Вид у него был кислый, сразу становилось ясно, что человека оторвали в выходной день от семьи и детей.
– Спасибо, что не поленились приехать в субботу помочь нам, – сказала Миш и одарила детектива кокетливой улыбкой. – Мы это очень ценим.
Эрб немного оттаял.
– Какие проблемы!
– Если вам понадобится помощь в Балтиморе, звоните мне лично в любое время.
– Так и сделаю.
Джинни сгорала от нетерпения. Ей хотелось крикнуть: «Ну сколько можно! Давайте же наконец займемся делом!»

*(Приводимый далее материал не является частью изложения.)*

use std::fmt;
use std::ops::Range;

/// Read-only view of a node in a parsed tree together with the source text
/// it was parsed from.
///
/// Copying a `SourceNode` copies the handle, never the tree.
#[derive(Clone, Copy, PartialEq, Eq)]
pub struct SourceNode<'t> {
    node: tree_sitter::Node<'t>,
    source: &'t str,
}

impl<'t> SourceNode<'t> {
    pub fn new(node: tree_sitter::Node<'t>, source: &'t str) -> Self {
        Self { node, source }
    }

    /// Grammar node kind, e.g. `variable_name`.
    pub fn kind(&self) -> &'static str {
        self.node.kind()
    }

    /// Source text covered by this node.
    pub fn text(&self) -> &'t str {
        self.source.get(self.node.byte_range()).unwrap_or_default()
    }

    pub fn field(&self, name: &str) -> Option<SourceNode<'t>> {
        self.node
            .child_by_field_name(name)
            .map(|node| SourceNode::new(node, self.source))
    }

    /// First named child of the given kind.
    pub fn child_of_kind(&self, kind: &str) -> Option<SourceNode<'t>> {
        self.named_children().into_iter().find(|c| c.kind() == kind)
    }

    pub fn named_children(&self) -> Vec<SourceNode<'t>> {
        let mut cursor = self.node.walk();
        self.node
            .named_children(&mut cursor)
            .map(|node| SourceNode::new(node, self.source))
            .collect()
    }

    pub fn parent(&self) -> Option<SourceNode<'t>> {
        self.node
            .parent()
            .map(|node| SourceNode::new(node, self.source))
    }

    pub fn byte_range(&self) -> Range<usize> {
        self.node.byte_range()
    }

    /// 1-based line and column of the first character.
    pub fn start_point(&self) -> (usize, usize) {
        let point = self.node.start_position();
        (point.row + 1, point.column + 1)
    }

    /// The underlying tree-sitter node.
    pub fn raw(&self) -> tree_sitter::Node<'t> {
        self.node
    }
}

impl fmt::Debug for SourceNode<'_> {
    fn fmt(&self, f: &mut fmt::Formatter<'_>) -> fmt::Result {
        let (line, column) = self.start_point();
        write!(f, "{}@{}:{} {:?}", self.kind(), line, column, self.text())
    }
}
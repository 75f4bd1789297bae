use serde::Serialize;
use std::collections::BTreeMap;
use std::fmt;

/// A position-based refinement, e.g. `first` or `eq(2)`.
#[derive(Debug, Clone, PartialEq, Eq, Hash, Serialize)]
pub struct PseudoSpec {
    pub name: String,
    pub arg: Option<String>,
}

impl PseudoSpec {
    pub fn new(name: impl Into<String>) -> Self {
        Self {
            name: name.into(),
            arg: None,
        }
    }

    pub fn with_arg(name: impl Into<String>, arg: impl Into<String>) -> Self {
        Self {
            name: name.into(),
            arg: Some(arg.into()),
        }
    }
}

impl fmt::Display for PseudoSpec {
    fn fmt(&self, f: &mut fmt::Formatter<'_>) -> fmt::Result {
        match &self.arg {
            Some(arg) => write!(f, ":{}({})", self.name, quote_if_needed(arg)),
            None => write!(f, ":{}", self.name),
        }
    }
}

/// Structured form of a selector.
///
/// `node_kind` is not checked here; the finder resolves it against its
/// registry and fails with the list of valid kinds.
#[derive(Debug, Clone, PartialEq, Eq, Serialize)]
pub struct Filter {
    pub node_kind: String,
    pub params: BTreeMap<String, String>,
    pub traverse_children: bool,
    pub pseudo: Vec<PseudoSpec>,
}

impl Filter {
    pub fn new(node_kind: impl Into<String>) -> Self {
        Self {
            node_kind: node_kind.into(),
            params: BTreeMap::new(),
            traverse_children: true,
            pseudo: Vec::new(),
        }
    }

    pub fn with_param(mut self, key: impl Into<String>, value: impl Into<String>) -> Self {
        self.params.insert(key.into(), value.into());
        self
    }

    pub fn with_traverse_children(mut self, traverse: bool) -> Self {
        self.traverse_children = traverse;
        self
    }

    pub fn with_pseudo(mut self, spec: PseudoSpec) -> Self {
        self.pseudo.push(spec);
        self
    }

    pub fn param(&self, key: &str) -> Option<&str> {
        self.params.get(key).map(String::as_str)
    }
}

impl fmt::Display for Filter {
    fn fmt(&self, f: &mut fmt::Formatter<'_>) -> fmt::Result {
        if !self.traverse_children {
            f.write_str(">")?;
        }
        f.write_str(&self.node_kind)?;
        if !self.params.is_empty() {
            let params: Vec<String> = self
                .params
                .iter()
                .map(|(k, v)| format!("{k}={}", quote_if_needed(v)))
                .collect();
            write!(f, "[{}]", params.join(","))?;
        }
        for spec in &self.pseudo {
            write!(f, "{spec}")?;
        }
        Ok(())
    }
}

fn quote_if_needed(value: &str) -> String {
    let bare_identifier = value
        .chars()
        .next()
        .is_some_and(|c| c.is_ascii_alphabetic() || c == '_')
        && value
            .chars()
            .all(|c| c.is_ascii_alphanumeric() || c == '_' || c == '-');
    let bare_number = !value.is_empty()
        && value
            .strip_prefix('-')
            .unwrap_or(value)
            .chars()
            .all(|c| c.is_ascii_digit())
        && value != "-";

    if bare_identifier || bare_number {
        value.to_string()
    } else {
        let escaped = value.replace('\\', "\\\\").replace('"', "\\\"");
        format!("\"{escaped}\"")
    }
}

#[cfg(test)]
mod tests {
    use super::*;

    #[test]
    fn display_renders_canonical_selector() {
        let filter = Filter::new("operator")
            .with_param("name", "equal")
            .with_pseudo(PseudoSpec::new("first"));
        assert_eq!(filter.to_string(), "operator[name=equal]:first");

        let filter = Filter::new("string")
            .with_traverse_children(false)
            .with_param("value", "hello world")
            .with_pseudo(PseudoSpec::with_arg("eq", "0"));
        assert_eq!(filter.to_string(), ">string[value=\"hello world\"]:eq(0)");
    }

    #[test]
    fn defaults_traverse_children() {
        let filter = Filter::new("variable");
        assert!(filter.traverse_children);
        assert!(filter.params.is_empty());
        assert_eq!(filter.param("name"), None);
    }
}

Они вошли в здание и начали подниматься на лифте.
– По одной квартире на каждом этаже, – сказал Эрб. – Подозреваемых тут у нас полно. В чем обвиняется этот парень?
– В изнасиловании, – ответила Миш.
Лифт остановился. Сразу за дверью была дверь в квартиру, так что они не могли выйти до тех пор, пока там не откроют. Миш надавила на кнопку звонка. Никто не подошел. Эрб придерживал дверь лифта. Джинни про себя молилась о том, чтобы Уэйн оказался дома. Что, если он уехал куда-нибудь на уик-энд? Нет, она просто не вынесет этого напряжения. Миш не снимала пальца со звонка.
Наконец изнутри послышался голос.
– Кого там черт принес?
Он!… Его голос. Джинни похолодела от страха. Эрб сказал:
– Полицию, вот кого, мать твою! Давай открывай!
Тон сразу изменился:
– Пожалуйста, поднесите ваше удостоверение к глазку, чтобы я мог убедиться.
Эрб поднес полицейский жетон к глазку.
– О'кей. Секундочку.
Вот оно, подумала Джинни. Сейчас я его увижу.
Дверь отворил растрепанный молодой человек. Босой, в черном линялом махровом халате.
Джинни не сводила с него глаз. Просто двойник Стива, если не считать черных волос.
– Уэйн Стэттнер? – спросил Эрб.
– Да.
Должно быть, просто покрасил волосы. И сделал он это или вчера, или в четверг вечером.
– Я детектив Эрб Рейц из первого участка.
– Всегда рад оказать услугу полиции, Эрб, – сказал Уэйн и взглянул на Миш с Джинни. Выражение лица непроницаемое, словно он ее не узнает. – Ну, чего стоите? Может, зайдете?
Они вошли и оказались в прихожей с черными стенами и тремя красными дверьми. В углу стоял человеческий скелет наподобие тех, что используют в медицинских институтах. Только на шее у этого был алый шерстяной шарф, а на запястьях – стальные наручники.